We were awarded a production grant from Kodak, Neon, and Sean Baker, which allowed us to shoot on film. I’ve shot all my shorts on film, so I was very thankful for the support. There’s a magical, cinematic texture that you just don’t get from digital. I always say that film is for cinema, and digital is for content.

Were there any role models that inspired you?

My favorite short film of all time is „La Ruta Natural“ („The Natural Route“). To me, it’s the perfect encapsulation of what a short should be: a self-contained story that also feels expansive, using a simple concept to talk about something very deep. With all my shorts, I try to tell complete stories with strong dramatic character arcs that say something meaningful in a very short amount of time, ideally under ten minutes.

Can you tell me a bit more about the voice-over and the use of music?

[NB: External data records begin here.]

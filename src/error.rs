//! Error types for the record store and the ledger service.
//!
//! The reconciliation engine itself never fails; these only surface from
//! persistence and from user-driven mutations.

use thiserror::Error;

use crate::entry::LedgerEntry;

/// Failure talking to a [`RecordStore`](crate::store::RecordStore).
///
/// Always recoverable from the caller's point of view: the in-memory entry
/// collection stays valid and the operation can be retried.
#[derive(Debug, Error)]
pub enum StoreError {
    #[error("sqlite: {0}")]
    Sqlite(#[from] rusqlite::Error),

    #[error("row encoding: {0}")]
    Json(#[from] serde_json::Error),

    #[error("I/O error: {0}")]
    Io(#[from] std::io::Error),

    #[error("record store unavailable: {0}")]
    Unavailable(String),
}

#[derive(Debug, Error)]
pub enum LedgerError {
    #[error(transparent)]
    Store(#[from] StoreError),

    /// The entry was built but the table write failed. Hand it back to
    /// [`Ledger::insert_entry`](crate::ledger::Ledger::insert_entry) to retry.
    #[error("ledger entry {} not saved: {source}", .entry.id)]
    Unsaved {
        entry: Box<LedgerEntry>,
        #[source]
        source: StoreError,
    },

    #[error("ledger entry not found: {0}")]
    EntryNotFound(String),

    #[error("either name or task must be filled in")]
    MissingNameOrTask,

    #[error("{0} must be filled in")]
    MissingField(&'static str),

    #[error("invalid date: {0}")]
    InvalidDate(String),
}

impl LedgerError {
    /// The entry a failed add carried, if any.
    pub fn unsaved_entry(&self) -> Option<&LedgerEntry> {
        match self {
            Self::Unsaved { entry, .. } => Some(entry),
            _ => None,
        }
    }

    /// The underlying store failure, if any.
    pub fn store_error(&self) -> Option<&StoreError> {
        match self {
            Self::Store(e) | Self::Unsaved { source: e, .. } => Some(e),
            _ => None,
        }
    }
}

pub type StoreResult<T> = std::result::Result<T, StoreError>;
pub type Result<T> = std::result::Result<T, LedgerError>;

I’m not the biggest fan of voice-over in feature films, but when you’re trying to tell a complex story in a very short amount of time, it becomes a really useful tool. It allows you to quickly establish a specific tone and put the audience inside the protagonist’s head, seeing the world through their particular point of view. Music does something very similar. All of my shorts use voice-over and music as a way to guide the audience emotionally.

Your actors are very well cast. Did you find them through a traditional casting process? Or did you work with amateur actors?

The production grant we received gave us only about a month and a half to write, produce, and deliver the final film, so there wasn’t much time for a traditional casting process. I found all the actors online over a single weekend. I got pretty lucky, because they all looked and felt exactly like the characters I had imagined.

Can you tell me a bit more about yourself and how you came to filmmaking?

I grew up in a small town with not much to do, so as kids my best friend, The Nugget, and I spent most afternoons watching movies. Later, when we were teenagers, we started making them ourselves. He was the actor and I directed. Those first attempts were pretty embarrassing, but that’s how I learned the basics. Years later, when I was in film school, he played the invisible friend in „My Invisible Friend“. That short went to Sundance and became the start of my career, so it felt very fitting that we did it together.

Are there any new projects planned?

I’m currently working on the feature film version of „I Walked Through The Wall„.